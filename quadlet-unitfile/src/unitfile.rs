//! Ordered, comment-preserving unit file model

use std::collections::HashMap;
use std::fmt;
use std::path::{Path, PathBuf};

use quadlet_core::{ConversionError, Result, identity};

use crate::parser;
use crate::words::{apply_line_continuation, escape_words, split_words, split_words_unescaped};

/// One line of a group: a `key=value` entry or a verbatim comment
#[derive(Debug, Clone, PartialEq, Eq)]
pub(crate) struct UnitLine {
    key: Option<String>,
    value: String,
}

impl UnitLine {
    pub(crate) fn comment(text: &str) -> Self {
        Self {
            key: None,
            value: text.to_string(),
        }
    }

    pub(crate) fn entry(key: &str, value: &str) -> Self {
        Self {
            key: Some(key.to_string()),
            value: value.to_string(),
        }
    }

    pub(crate) fn is_blank(&self) -> bool {
        self.key.is_none() && self.value.trim().is_empty()
    }

    fn is(&self, key: &str) -> bool {
        self.key.as_deref() == Some(key)
    }
}

impl fmt::Display for UnitLine {
    fn fmt(&self, f: &mut fmt::Formatter<'_>) -> fmt::Result {
        match &self.key {
            Some(key) => writeln!(f, "{key}={}", self.value),
            None => writeln!(f, "{}", self.value),
        }
    }
}

#[derive(Debug, Clone, PartialEq, Eq)]
pub(crate) struct UnitGroup {
    name: String,
    /// Comments printed above the group header
    pub(crate) comments: Vec<UnitLine>,
    pub(crate) lines: Vec<UnitLine>,
}

impl UnitGroup {
    fn new(name: &str) -> Self {
        Self {
            name: name.to_string(),
            comments: Vec::new(),
            lines: Vec::new(),
        }
    }

    fn values<'a>(&'a self, key: &'a str) -> impl Iterator<Item = &'a str> + 'a {
        self.lines
            .iter()
            .filter(move |line| line.is(key))
            .map(|line| line.value.as_str())
    }
}

/// A parsed systemd unit file
///
/// Groups keep their file order, keys keep their order within a group, and
/// comments are preserved, so printing a parsed file reproduces it.
///
/// # Example
/// ```
/// use quadlet_unitfile::UnitFile;
///
/// let mut unit = UnitFile::parse("[Container]\nImage=alpine\n").unwrap();
/// unit.add("Service", "Restart", "always");
/// assert_eq!(unit.lookup("Container", "Image").as_deref(), Some("alpine"));
/// assert_eq!(unit.to_string(), "[Container]\nImage=alpine\n\n[Service]\nRestart=always\n");
/// ```
#[derive(Debug, Clone, Default, PartialEq, Eq)]
pub struct UnitFile {
    groups: Vec<UnitGroup>,
    path: Option<PathBuf>,
    file_name: Option<String>,
}

impl UnitFile {
    /// Create an empty unit
    #[must_use]
    pub fn new() -> Self {
        Self::default()
    }

    /// Parse unit file text held in memory
    pub fn parse(data: &str) -> Result<Self> {
        parser::parse(data, "<input>")
    }

    /// Parse text that was read from `path`, remembering the path
    pub fn from_source(path: impl AsRef<Path>, data: &str) -> Result<Self> {
        let path = path.as_ref();
        let mut unit = parser::parse(data, &path.display().to_string())?;
        unit.file_name = path
            .file_name()
            .map(|name| name.to_string_lossy().into_owned());
        unit.path = Some(path.to_path_buf());
        Ok(unit)
    }

    /// Read and parse a unit file from disk
    pub fn load(path: impl AsRef<Path>) -> Result<Self> {
        let path = path.as_ref();
        let data = std::fs::read_to_string(path)?;
        tracing::debug!(path = %path.display(), "Loading unit file");
        Self::from_source(path, &data)
    }

    /// Path the unit was loaded from, if any
    #[must_use]
    pub fn path(&self) -> Option<&Path> {
        self.path.as_deref()
    }

    /// File name of the unit, if known
    #[must_use]
    pub fn file_name(&self) -> Option<&str> {
        self.file_name.as_deref()
    }

    /// Set the file name, e.g. of a generated unit
    pub fn set_file_name(&mut self, name: impl Into<String>) {
        self.file_name = Some(name.into());
    }

    /// Path, or file name, or a placeholder; for diagnostics
    #[must_use]
    pub fn display_name(&self) -> String {
        match (&self.path, &self.file_name) {
            (Some(path), _) => path.display().to_string(),
            (None, Some(name)) => name.clone(),
            (None, None) => "<unnamed unit>".to_string(),
        }
    }

    fn group(&self, name: &str) -> Option<&UnitGroup> {
        self.groups.iter().find(|g| g.name == name)
    }

    fn group_index(&self, name: &str) -> Option<usize> {
        self.groups.iter().position(|g| g.name == name)
    }

    pub(crate) fn ensure_group(&mut self, name: &str) -> usize {
        if let Some(index) = self.group_index(name) {
            return index;
        }
        self.groups.push(UnitGroup::new(name));
        self.groups.len() - 1
    }

    pub(crate) fn group_at_mut(&mut self, index: usize) -> &mut UnitGroup {
        &mut self.groups[index]
    }

    /// Whether the group exists
    #[must_use]
    pub fn has_group(&self, group: &str) -> bool {
        self.group(group).is_some()
    }

    /// Group names in file order
    #[must_use]
    pub fn list_groups(&self) -> Vec<&str> {
        self.groups.iter().map(|g| g.name.as_str()).collect()
    }

    /// Distinct keys of a group, in order of first appearance
    #[must_use]
    pub fn list_keys(&self, group: &str) -> Vec<&str> {
        let mut keys: Vec<&str> = Vec::new();
        if let Some(group) = self.group(group) {
            for key in group.lines.iter().filter_map(|l| l.key.as_deref()) {
                if !keys.contains(&key) {
                    keys.push(key);
                }
            }
        }
        keys
    }

    /// Whether the group contains the key at least once
    #[must_use]
    pub fn has_key(&self, group: &str, key: &str) -> bool {
        self.group(group)
            .is_some_and(|g| g.lines.iter().any(|l| l.is(key)))
    }

    /// Last value of a key with line continuations applied
    #[must_use]
    pub fn lookup_last(&self, group: &str, key: &str) -> Option<String> {
        self.group(group)?
            .values(key)
            .last()
            .map(|raw| apply_line_continuation(raw).into_owned())
    }

    /// Last value of a key with trailing whitespace removed
    #[must_use]
    pub fn lookup(&self, group: &str, key: &str) -> Option<String> {
        self.lookup_last(group, key)
            .map(|value| value.trim_end().to_string())
    }

    /// Boolean value; absent or empty keys yield `default`
    ///
    /// `1`, `yes`, `true` and `on` (any case) are true, anything else false.
    #[must_use]
    pub fn lookup_bool(&self, group: &str, key: &str, default: bool) -> bool {
        match self.lookup(group, key) {
            Some(value) if !value.is_empty() => ["1", "yes", "true", "on"]
                .iter()
                .any(|t| value.eq_ignore_ascii_case(t)),
            _ => default,
        }
    }

    /// Strict unsigned value; `Ok(None)` when absent or empty
    pub fn lookup_u32(&self, group: &str, key: &str) -> std::result::Result<Option<u32>, ConversionError> {
        match self.lookup(group, key) {
            Some(value) if !value.is_empty() => identity::parse_u32(key, &value).map(Some),
            _ => Ok(None),
        }
    }

    /// Host uid given numerically or as a user name
    pub fn lookup_uid(&self, group: &str, key: &str) -> std::result::Result<Option<u32>, ConversionError> {
        match self.lookup(group, key) {
            Some(value) if !value.is_empty() => identity::resolve_uid(key, &value).map(Some),
            _ => Ok(None),
        }
    }

    /// Host gid given numerically or as a group name
    pub fn lookup_gid(&self, group: &str, key: &str) -> std::result::Result<Option<u32>, ConversionError> {
        match self.lookup(group, key) {
            Some(value) if !value.is_empty() => identity::resolve_gid(key, &value).map(Some),
            _ => Ok(None),
        }
    }

    /// All values of a key in order; an empty value discards earlier ones
    #[must_use]
    pub fn lookup_all(&self, group: &str, key: &str) -> Vec<String> {
        let mut values = Vec::new();
        if let Some(group) = self.group(group) {
            for raw in group.values(key) {
                if raw.is_empty() {
                    values.clear();
                } else {
                    values.push(apply_line_continuation(raw).into_owned());
                }
            }
        }
        values
    }

    /// Words of all values of a key, concatenated
    #[must_use]
    pub fn lookup_all_args(&self, group: &str, key: &str) -> Vec<String> {
        self.lookup_all(group, key)
            .iter()
            .flat_map(|value| split_words(value))
            .collect()
    }

    /// Words of the last value of a key
    #[must_use]
    pub fn lookup_last_args(&self, group: &str, key: &str) -> Option<Vec<String>> {
        self.lookup_last(group, key).map(|value| split_words(&value))
    }

    /// `key=value` assignments from all values of a key
    ///
    /// Each value holds whitespace separated, optionally quoted and C-escaped
    /// assignments. Later assignments override earlier ones; words without
    /// `=` are logged and skipped.
    #[must_use]
    pub fn lookup_all_key_val(&self, group: &str, key: &str) -> HashMap<String, String> {
        let mut assignments = HashMap::new();
        for value in self.lookup_all(group, key) {
            for word in split_words_unescaped(&value) {
                match word.split_once('=') {
                    Some((k, v)) => {
                        assignments.insert(k.to_string(), v.to_string());
                    }
                    None => tracing::warn!(
                        unit = %self.display_name(),
                        key,
                        assignment = %word,
                        "Invalid key=value assignment, ignoring"
                    ),
                }
            }
        }
        assignments
    }

    /// Append a key, creating the group if needed
    pub fn add(&mut self, group: &str, key: &str, value: &str) {
        let index = self.ensure_group(group);
        self.groups[index].lines.push(UnitLine::entry(key, value));
    }

    /// Replace the last value of a key, or append it
    pub fn set(&mut self, group: &str, key: &str, value: &str) {
        let index = self.ensure_group(group);
        let group = &mut self.groups[index];
        match group.lines.iter_mut().rev().find(|l| l.is(key)) {
            Some(line) => line.value = value.to_string(),
            None => group.lines.push(UnitLine::entry(key, value)),
        }
    }

    /// [`set`](Self::set) several keys in order
    pub fn setv(&mut self, group: &str, entries: &[(&str, &str)]) {
        for (key, value) in entries {
            self.set(group, key, value);
        }
    }

    /// Remove every occurrence of a key
    pub fn unset(&mut self, group: &str, key: &str) {
        if let Some(index) = self.group_index(group) {
            self.groups[index].lines.retain(|l| !l.is(key));
        }
    }

    /// Append a key holding an escaped command line
    pub fn add_cmdline<S: AsRef<str>>(&mut self, group: &str, key: &str, args: &[S]) {
        self.add(group, key, &escape_words(args));
    }

    /// Remove a group with all its lines
    pub fn remove_group(&mut self, group: &str) {
        self.groups.retain(|g| g.name != group);
    }

    /// Rename a group, merging it into `new_name` if that group exists
    pub fn rename_group(&mut self, group: &str, new_name: &str) {
        let Some(index) = self.group_index(group) else {
            return;
        };
        if group == new_name {
            return;
        }

        match self.group_index(new_name) {
            None => self.groups[index].name = new_name.to_string(),
            Some(target) => {
                let source = self.groups.remove(index);
                let target = if target > index { target - 1 } else { target };
                let merged = &mut self.groups[target];
                merged.comments.extend(source.comments);
                merged.lines.extend(source.lines);
            }
        }
    }
}

impl fmt::Display for UnitFile {
    fn fmt(&self, f: &mut fmt::Formatter<'_>) -> fmt::Result {
        for (index, group) in self.groups.iter().enumerate() {
            if index > 0 {
                writeln!(f)?;
            }
            for comment in &group.comments {
                write!(f, "{comment}")?;
            }
            writeln!(f, "[{}]", group.name)?;
            for line in &group.lines {
                write!(f, "{line}")?;
            }
        }
        Ok(())
    }
}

» **TASK TO COMPLETE**:
Please count the lines in the material above where the word "merged" occurs, and give only the number.

» **RESULT OF THE EXERCISE**:
3